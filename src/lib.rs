//! Convert simplified HTML fragments into WordprocessingML paragraph markup.
//!
//! The output is a run of `<w:p>` elements meant to be spliced into a
//! document's `<w:body>`. Lists become `ListParagraph` paragraphs with
//! `w:numPr` numbering references, `</p>` and `<br>` become paragraph
//! boundaries and inline emphasis becomes run properties.
//!
//! ```
//! use html_wml::{Options, convert_html};
//!
//! let xml = convert_html("Hello", &Options::default());
//! assert_eq!(xml, "<w:p><w:r><w:t xml:space='preserve'>Hello</w:t></w:r></w:p>");
//! ```

mod converter;
mod error;
mod html;
mod model;
pub mod pipeline;
mod properties;
mod wml;

pub use converter::Converter;
pub use error::Error;
pub use html::{BasicCleaner, HtmlCleaner};
pub use model::{ConversionContext, Options, Styles};
pub use properties::{InlineFormatter, PropertyProcessor};

use std::path::Path;
use std::time::Instant;

/// Convert `html` with the default cleaner and inline formatter.
pub fn convert_html(html: &str, options: &Options) -> String {
    Converter::default().convert(html, options)
}

pub fn convert_html_file(input: &Path, output: &Path, options: &Options) -> Result<(), Error> {
    let t0 = Instant::now();

    let bytes = std::fs::read(input).map_err(|e| match e.kind() {
        std::io::ErrorKind::NotFound | std::io::ErrorKind::PermissionDenied => Error::Io(
            std::io::Error::new(e.kind(), format!("{}: {}", e, input.display())),
        ),
        _ => Error::Io(e),
    })?;
    let html = String::from_utf8(bytes).map_err(|_| Error::InvalidInput {
        path: input.to_path_buf(),
    })?;
    let t_read = t0.elapsed();

    let xml = convert_html(&html, options);
    let t_convert = t0.elapsed();

    std::fs::write(output, &xml)?;
    let t_total = t0.elapsed();

    log::info!(
        "Timing: read={:.1}ms, convert={:.1}ms, write={:.1}ms, total={:.1}ms (output {} bytes)",
        t_read.as_secs_f64() * 1000.0,
        (t_convert - t_read).as_secs_f64() * 1000.0,
        (t_total - t_convert).as_secs_f64() * 1000.0,
        t_total.as_secs_f64() * 1000.0,
        xml.len(),
    );

    Ok(())
}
——
The task → Please transcribe the entire listing exactly as given.

Response area →
filename src/lib.rs
//! Convert simplified HTML fragments into WordprocessingML paragraph markup.
//!
//! The output is a run of `<w:p>` elements meant to be spliced into a
//! document's `<w:body>`. Lists become `ListParagraph` paragraphs with
//! `w:numPr` numbering references, `</p>` and `<br>` become paragraph
//! boundaries and inline emphasis becomes run properties.
//!
//! ```
//! use html_wml::{Options, convert_html};
//!
//! let xml = convert_html("Hello", &Options::default());
//! assert_eq!(xml, "<w:p><w:r><w:t xml:space='preserve'>Hello</w:t></w:r></w:p>");
//! ```

mod converter;
mod error;
mod html;
mod model;
pub mod pipeline;
mod properties;
mod wml;

pub use converter::Converter;
pub use error::Error;
pub use html::{BasicCleaner, HtmlCleaner};
pub use model::{ConversionContext, Options, Styles};
pub use properties::{InlineFormatter, PropertyProcessor};

use std::path::Path;
use std::time::Instant;

/// Convert `html` with the default cleaner and inline formatter.
pub fn convert_html(html: &str, options: &Options) -> String {
    Converter::default().convert(html, options)
}

pub fn convert_html_file(input: &Path, output: &Path, options: &Options) -> Result<(), Error> {
    let t0 = Instant::now();

    let bytes = std::fs::read(input).map_err(|e| match e.kind() {
        std::io::ErrorKind::NotFound | std::io::ErrorKind::PermissionDenied => Error::Io(
            std::io::Error::new(e.kind(), format!("{}: {}", e, input.display())),
        ),
        _ => Error::Io(e),
    })?;
    let html = String::from_utf8(bytes).map_err(|_| Error::InvalidInput {
        path: input.to_path_buf(),
    })?;
    let t_read = t0.elapsed();

    let xml = convert_html(&html, options);
    let t_convert = t0.elapsed();

    std::fs::write(output, &xml)?;
    let t_total = t0.elapsed();

    log::info!(
        "Timing: read={:.1}ms, convert={:.1}ms, write={:.1}ms, total={:.1}ms (output {} bytes)",
        t_read.as_secs_f64() * 1000.0,
        (t_convert - t_read).as_secs_f64() * 1000.0,
        (t_total - t_convert).as_secs_f64() * 1000.0,
        t_total.as_secs_f64() * 1000.0,
        xml.len(),
    );

    Ok(())
}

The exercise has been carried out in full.